JAKARTA – Anggota Komisi VIII DPR Maman Imanulhaq meminta-minta terhadap semua pihak agar tidak ada sembarangan mengundang dai atau pendakwah tanpa pengetahuan agama yang tersebut cukup. Ini adalah mengaca dari hinaan Gus Miftah terhadap penjual es teh Sunhaji.
“Jangan mengundang ustaz atau mengundang dai tanpa kapasitas nilai-nilai agama,” kata Maman pada acara Rakyat Bersuara pada iNews, Selasa (10/12/2024) malam.
Menurut dia, warga dapat mengetahui mana pendakwah yang tersebut paham agama lalu tidak ada jikalau usulan sertifikasi pendakwah telah terealisasikan.
Politikus PKB itu menilai akan menjadi sangat berbahaya jikalau ada pendakwah yang mana muncul ke publik, namun bukan paham tujuan beragama serta mempunyai pengikut di jumlah keseluruhan besar.
“Sangat berbahaya (pendakwah tidaklah mengerti agama tapi punya pengikut), kalau kita mengacu pada hadits Rasul, suatu waktu ada masanya di dalam mana sebuah publik akan hancur bila sangat sedikit keilmuannya, sangat sedikit ulamanya, sedikit yang dimaksud paham agama,” katanya.

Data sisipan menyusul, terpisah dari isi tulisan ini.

//! The scoped, hierarchical Variable Store (spec §4.1): "a stack of layers,
//! innermost wins".

use std::collections::HashMap;
use std::sync::Arc;
use testmesh_domain::Value;
use testmesh_foundation::BuiltinSource;

/// The named scopes a write must target explicitly (spec §4.1), ordered
/// outermost-first. `LoopFrame` scopes are pushed/popped dynamically on top
/// of this fixed set.
#[derive(Debug, Clone, Copy, PartialEq, Eq)]
pub enum ScopeKind {
    WorkspaceEnv,
    FlowInitial,
    ExecutionOverride,
    StepOutput,
    LoopFrame,
}

#[derive(Debug, Clone, Default)]
struct Frame {
    kind: Option<ScopeKind>,
    values: HashMap<String, Value>,
}

/// A layered map from dotted paths to [`Value`]s. `get` walks the scope
/// stack innermost-first; `builtin` (`NOW`, `RANDOM_ID`, `UUID`) is computed
/// lazily per read rather than stored as a frame.
#[derive(Clone)]
pub struct VariableStore {
    builtins: Arc<dyn BuiltinSource>,
    // Fixed scopes in outer-to-inner order, followed by any pushed loop/branch frames.
    frames: Vec<Frame>,
}

impl VariableStore {
    pub fn new(builtins: Arc<dyn BuiltinSource>) -> Self {
        Self {
            builtins,
            frames: vec![
                Frame {
                    kind: Some(ScopeKind::WorkspaceEnv),
                    values: HashMap::new(),
                },
                Frame {
                    kind: Some(ScopeKind::FlowInitial),
                    values: HashMap::new(),
                },
                Frame {
                    kind: Some(ScopeKind::ExecutionOverride),
                    values: HashMap::new(),
                },
                Frame {
                    kind: Some(ScopeKind::StepOutput),
                    values: HashMap::new(),
                },
            ],
        }
    }

    /// Seed a fixed scope's top-level entries in one go (used when creating
    /// the store from a flow's `variables` map, or an execution's overrides).
    pub fn seed(&mut self, scope: ScopeKind, entries: impl IntoIterator<Item = (String, Value)>) {
        if let Some(frame) = self.frames.iter_mut().find(|f| f.kind == Some(scope)) {
            frame.values.extend(entries);
        }
    }

    pub fn set(&mut self, scope: ScopeKind, name: impl Into<String>, value: Value) {
        if let Some(frame) = self.frames.iter_mut().rev().find(|f| f.kind == Some(scope)) {
            frame.values.insert(name.into(), value);
        }
    }

    /// Push a new innermost frame, used entering a `loop_frame`/branch scope
    /// (a `for_each` iteration or a `parallel` branch).
    pub fn push_frame(&mut self) {
        self.frames.push(Frame {
            kind: Some(ScopeKind::LoopFrame),
            values: HashMap::new(),
        });
    }

    pub fn pop_frame(&mut self) {
        if self.frames.last().map(|f| f.kind) == Some(Some(ScopeKind::LoopFrame)) {
            self.frames.pop();
        }
    }

    /// Binds `name` in the current innermost frame — used for a `for_each`
    /// loop's `item_var`.
    pub fn bind_in_current_frame(&mut self, name: impl Into<String>, value: Value) {
        if let Some(frame) = self.frames.last_mut() {
            frame.values.insert(name.into(), value);
        }
    }

    /// An independent copy for a concurrent `parallel`/`for_each` branch
    /// (spec §5: "per-frame copies across parallel branches").
    pub fn fork(&self) -> Self {
        self.clone()
    }

    /// Flatten every frame into one map, innermost-wins, for callers that
    /// need the store's full state (an Execution's final `variables`
    /// snapshot, or a `run_flow` child store's outputs merged into the
    /// caller).
    pub fn snapshot(&self) -> HashMap<String, Value> {
        let mut merged = HashMap::new();
        for frame in &self.frames {
            merged.extend(frame.values.clone());
        }
        merged
    }

    /// Resolve a dotted path (`path.id`, `step_id.output.field`) by walking
    /// the scope stack innermost-first, then navigating into the found
    /// value via [`Value::get_path`]. `builtin.*` paths are computed lazily.
    pub fn get(&self, path: &str) -> Option<Value> {
        let mut segments = path.splitn(2, '.');
        let head = segments.next()?;
        let rest = segments.next();

        if head == "builtin" || head == "NOW" || head == "RANDOM_ID" || head == "UUID" {
            return self.get_builtin(head, rest);
        }

        for frame in self.frames.iter().rev() {
            if let Some(value) = frame.values.get(head) {
                return match rest {
                    Some(rest) => value.get_path(rest).cloned(),
                    None => Some(value.clone()),
                };
            }
        }
        None
    }

    fn get_builtin(&self, head: &str, rest: Option<&str>) -> Option<Value> {
        let name = if head == "builtin" {
            rest?.splitn(2, '.').next()?
        } else {
            head
        };
        let rest_after_name = if head == "builtin" {
            rest?.splitn(2, '.').nth(1)
        } else {
            rest
        };
        let value = match name {
            "NOW" => Value::Str(self.builtins.now().to_rfc3339()),
            "RANDOM_ID" => Value::Str(self.builtins.random_id()),
            "UUID" => Value::Str(self.builtins.uuid()),
            _ => return None,
        };
        match rest_after_name {
            Some(rest) => value.get_path(rest).cloned(),
            None => Some(value),
        }
    }

    pub fn exists(&self, path: &str) -> bool {
        self.get(path).is_some()
    }
}

#[cfg(test)]
mod tests {
    use super::*;
    use std::sync::Arc;
    use testmesh_foundation::SystemClock;

    fn store() -> VariableStore {
        VariableStore::new(Arc::new(SystemClock))
    }

    #[test]
    fn innermost_frame_shadows_outer() {
        let mut s = store();
        s.set(ScopeKind::FlowInitial, "name", Value::Str("outer".into()));
        s.set(
            ScopeKind::ExecutionOverride,
            "name",
            Value::Str("inner".into()),
        );
        assert_eq!(s.get("name").and_then(|v| v.as_str().map(str::to_string)), Some("inner".to_string()));
    }

    #[test]
    fn loop_frame_pops_cleanly() {
        let mut s = store();
        s.set(ScopeKind::FlowInitial, "x", Value::Num(1.0));
        s.push_frame();
        s.bind_in_current_frame("x", Value::Num(2.0));
        assert_eq!(s.get("x").and_then(|v| v.as_f64()), Some(2.0));
        s.pop_frame();
        assert_eq!(s.get("x").and_then(|v| v.as_f64()), Some(1.0));
    }

    #[test]
    fn builtin_random_id_is_fresh_each_read() {
        let s = store();
        let a = s.get("RANDOM_ID");
        let b = s.get("RANDOM_ID");
        assert_ne!(a, b);
    }

    #[test]
    fn nested_path_navigates_into_stored_object() {
        let mut s = store();
        let obj = Value::Object(
            [("field".to_string(), Value::Num(42.0))]
                .into_iter()
                .collect(),
        );
        s.set(ScopeKind::StepOutput, "step1", obj);
        assert_eq!(s.get("step1.field").and_then(|v| v.as_f64()), Some(42.0));
    }

    #[test]
    fn missing_path_returns_none() {
        let s = store();
        assert!(s.get("does.not.exist").is_none());
    }
}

“Yang muncul adalah penceramah yang dimaksud tak argumentatif, tidaklah menonjolkan agama yang mana substansional, tapi hanya saja simbolik, cuma ngakak-ngakak hanya saja tertawa, hanya sekali membiarkan kemiskinan di area mana-mana, pembodohan di dalam mana-mana, dan juga sebagainya,” sambungnya.
Bahkan, tujuan Indonesia Emas 2045 tidak ada akan tercapai apabila pemerintah masih membiarkan banyaknya pendakwah tanpa sertifikat tersebar luas pada masyarkat.
“Jadi jangan berharap Indonesia emas 2045 terjadi bila kita tidak ada memulai peningkatan kualitas para dai,” ucap Maman.